Washington, Mar 3 (ANI): Presently, there is no efficient way of diagnosing damage caused by a traumatic brain injury.
Thus the scientists are now testing a tool that lights up the breaks these injuries leave deep in the brain's wiring, much like X-rays show broken bones, ABC News reported.
Research is just starting in civilian and military patients to ascertain if this new kind of MRI-based test really could locate their injuries and one-day guide rehabilitation.
"We now have, for the first time, the ability to make visible these previously invisible wounds," said Walter Schneider of the University of Pittsburgh, who is leading development of the experimental scan.
"If you cannot see or quantify the damage, it is hard to treat it."
Not being able to see underlying damage leads to frustration for patients and doctors alike, said Dr. Walter Koroshetz, deputy director of the National Institute of Neurological Disorders and Stroke.
Some people suffer from memory loss, mood changes or other problems after what was deemed a mild concussion, only to have CT scans indicate that nothing is wrong.

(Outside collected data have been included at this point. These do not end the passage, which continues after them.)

#[cfg(test)]
mod tests {
    use super::*;
    use crate::sim::test_support::{hunting_chaser, open_run};

    fn run() -> GameState {
        let mut s = open_run(ChunkCoord::new(2, 3));
        s.player.pos = Vec2::new(2.5, 8.5);
        hunting_chaser(&mut s, Vec2::new(14.5, 8.5));
        s
    }

    #[test]
    fn test_fire_needs_missiles_and_active_chaser() {
        let mut s = run();
        assert!(!fire(&mut s));
        s.inventory.missiles = 1;
        s.chaser.active = false;
        assert!(!fire(&mut s));
        s.chaser.active = true;
        assert!(fire(&mut s));
        assert_eq!(s.inventory.missiles, 0);
        assert_eq!(s.pending_shots, vec![0.0]);
    }

    #[test]
    fn test_volley_is_staggered_and_spends_gunpowder() {
        let mut s = run();
        s.inventory.missiles = 1;
        s.inventory.gunpowder = 1;
        s.abilities.missile_count = 3;
        fire(&mut s);
        assert_eq!(s.pending_shots, vec![0.0, 200.0, 400.0]);

        process_pending_shots(&mut s);
        assert_eq!(s.missiles.len(), 1);
        assert!(s.missiles[0].enhanced);
        s.now_ms = 450.0;
        process_pending_shots(&mut s);
        assert_eq!(s.missiles.len(), 3);
        assert!(!s.missiles[1].enhanced);
        assert!(s.pending_shots.is_empty());
    }

    #[test]
    fn test_homing_converges_without_exceeding_speed() {
        let mut s = run();
        s.chaser.stun_until_ms = f64::MAX;
        s.missiles.push(Missile {
            id: 99,
            pos: s.player.pos,
            vel: Vec2::new(0.0, -9.0),
            enhanced: false,
            target: MissileTarget::None,
            last_wall_tile: None,
        });

        let mut ticks = 0;
        while !s.missiles.is_empty() {
            update_missiles(&mut s, 16.0);
            for m in &s.missiles {
                assert!(m.vel.length() <= 9.0 + 1e-3);
            }
            ticks += 1;
            assert!(ticks < 200, "missile never arrived");
        }
        assert!(s.drain_events().iter().any(|e| matches!(e, GameEvent::ChaserStunned { .. })));
    }

    #[test]
    fn test_missile_without_target_flies_straight_and_leaves() {
        let mut s = run();
        s.chaser.present = false;
        s.missiles.push(Missile {
            id: 1,
            pos: Vec2::new(8.5, 8.5),
            vel: Vec2::new(9.0, 0.0),
            enhanced: false,
            target: MissileTarget::None,
            last_wall_tile: None,
        });
        update_missiles(&mut s, 16.0);
        assert_eq!(s.missiles[0].vel, Vec2::new(9.0, 0.0));
        for _ in 0..100 {
            update_missiles(&mut s, 16.0);
        }
        assert!(s.missiles.is_empty());
    }

    #[test]
    fn test_intercept_removes_shot_and_blasts_walls() {
        let mut s = run();
        s.abilities.intercept_missile_unlocked = true;
        let coord = s.current_chunk;
        s.chunk_mut(coord).grid.set(TilePos::new(11, 8), 1);
        s.chunk_mut(coord).grid.set(TilePos::new(10, 9), 1);
        s.enemy_projectiles.push(EnemyProjectile {
            id: 500,
            chunk: coord,
            pos: Vec2::new(10.5, 8.5),
            vel: Vec2::ZERO,
        });
        s.missiles.push(Missile {
            id: 1,
            pos: Vec2::new(9.5, 8.5),
            vel: Vec2::new(9.0, 0.0),
            enhanced: false,
            target: MissileTarget::None,
            last_wall_tile: None,
        });
        for _ in 0..20 {
            update_missiles(&mut s, 16.0);
        }
        assert!(s.enemy_projectiles.is_empty());
        let chunk = s.current().unwrap();
        assert!(chunk.grid.is_open(TilePos::new(11, 8)));
        assert!(chunk.grid.is_open(TilePos::new(10, 9)));
        assert_eq!(chunk.broken_walls.len(), 2);
        assert_eq!(s.score, 20.0);
    }

    #[test]
    fn test_intercept_prefers_whichever_is_nearer() {
        let mut s = run();
        s.abilities.intercept_missile_unlocked = true;
        s.chaser.stun_until_ms = f64::MAX;
        s.chaser.pos = Vec2::new(3.5, 8.5);
        let coord = s.current_chunk;
        s.enemy_projectiles.push(EnemyProjectile {
            id: 77,
            chunk: coord,
            pos: Vec2::new(12.5, 8.5),
            vel: Vec2::ZERO,
        });
        s.missiles.push(Missile {
            id: 1,
            pos: s.player.pos,
            vel: Vec2::new(0.0, -9.0),
            enhanced: false,
            target: MissileTarget::None,
            last_wall_tile: None,
        });

        update_missiles(&mut s, 16.0);
        assert_eq!(s.missiles[0].target, MissileTarget::Chaser);

        // Move the chaser out of the way: the shot is now closer
        s.chaser.pos = Vec2::new(2.5, 1.5);
        s.enemy_projectiles[0].pos = Vec2::new(2.5, 12.5);
        update_missiles(&mut s, 16.0);
        assert_eq!(s.missiles[0].target, MissileTarget::Projectile(77));
    }

    #[test]
    fn test_boss_outranks_nearer_targets() {
        let mut s = run();
        s.abilities.intercept_missile_unlocked = true;
        s.boss.active = true;
        s.chaser.pos = Vec2::new(3.0, 8.5);
        assert_eq!(resolve_target(&s), (MissileTarget::Boss, Some(BOSS_CENTER)));
    }

    #[test]
    fn test_wall_break_upgrade_opens_crossed_wall() {
        let mut s = run();
        s.chaser.present = false;
        s.abilities.missile_wall_break_unlocked = true;
        s.abilities.missile_wall_break_prob = 1.0;
        let coord = s.current_chunk;
        s.chunk_mut(coord).grid.set(TilePos::new(6, 8), 3);
        s.missiles.push(Missile {
            id: 1,
            pos: Vec2::new(4.5, 8.5),
            vel: Vec2::new(9.0, 0.0),
            enhanced: false,
            target: MissileTarget::None,
            last_wall_tile: None,
        });
        for _ in 0..20 {
            update_missiles(&mut s, 16.0);
        }
        let chunk = s.current().unwrap();
        assert!(chunk.grid.is_open(TilePos::new(6, 8)));
        assert!(chunk.broken_walls.contains_key(&TilePos::new(6, 8)));
    }

    #[test]
    fn test_enemy_shot_hits_player_once() {
        let mut s = run();
        let coord = s.current_chunk;
        for id in 0..2 {
            s.enemy_projectiles.push(EnemyProjectile {
                id,
                chunk: coord,
                pos: s.player.pos,
                vel: Vec2::ZERO,
            });
        }
        update_enemy_projectiles(&mut s, 16.0);
        assert!(s.enemy_projectiles.is_empty());
        assert_eq!(s.player.lives, 2);
    }

    #[test]
    fn test_shots_from_missing_chunks_are_dropped() {
        let mut s = run();
        s.enemy_projectiles.push(EnemyProjectile {
            id: 1,
            chunk: ChunkCoord::new(0, 400),
            pos: Vec2::new(8.5, 8.5),
            vel: Vec2::ZERO,
        });
        update_enemy_projectiles(&mut s, 16.0);
        assert!(s.enemy_projectiles.is_empty());
    }

    #[test]
    fn test_enemy_shot_travels_at_half_missile_speed() {
        let mut s = run();
        spawn_enemy_shot(&mut s, Vec2::new(8.5, 8.5), Vec2::new(8.5, 2.5));
        assert_eq!(s.enemy_projectiles[0].vel, Vec2::new(0.0, -4.5));
    }
}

Repeated concussions increase the risk of developing permanent neurologic problems later in life, a concern highlighted when some retired football players sued the National Football League.
But Koroshetz insisted that there is no way to find out how much damage someone is accumulating, if the next blow "is really going to cause big trouble."
And with more grave head injuries, standard scans cannot see beyond bleeding or swelling to tell if the brain's connections are broken in a way it can't repair on its own.
"You can have a patient with severe swelling who goes on to have a normal recovery, and patients with severe swelling who go on to die," said Dr. David Okonkwo, a University of Pittsburgh Medical Center neurosurgeon who is part of the research.
Current testing "doesn't tell you what the consequence of that head injury is going to be."
Hence the increasing research into new options for diagnosing TBI.
In a report, Schneider's team described one potential candidate, called high-definition fiber tracking.
Brain cells communicate with each other through a system of axons, or nerve fibers that function like a telephone network.
They consitute what's called the white matter of the brain, and run along fibre tracts, cable-like highways consisting millions of connections.
The new scan processes high-powered MRIs through a special computer program to map major fibre tracts, painting them in vivid greens, yellows and purples that designate their different functions.
Researchers look for breaks in the fibres that could slow, even stop, those nerve connections from doing their assigned task.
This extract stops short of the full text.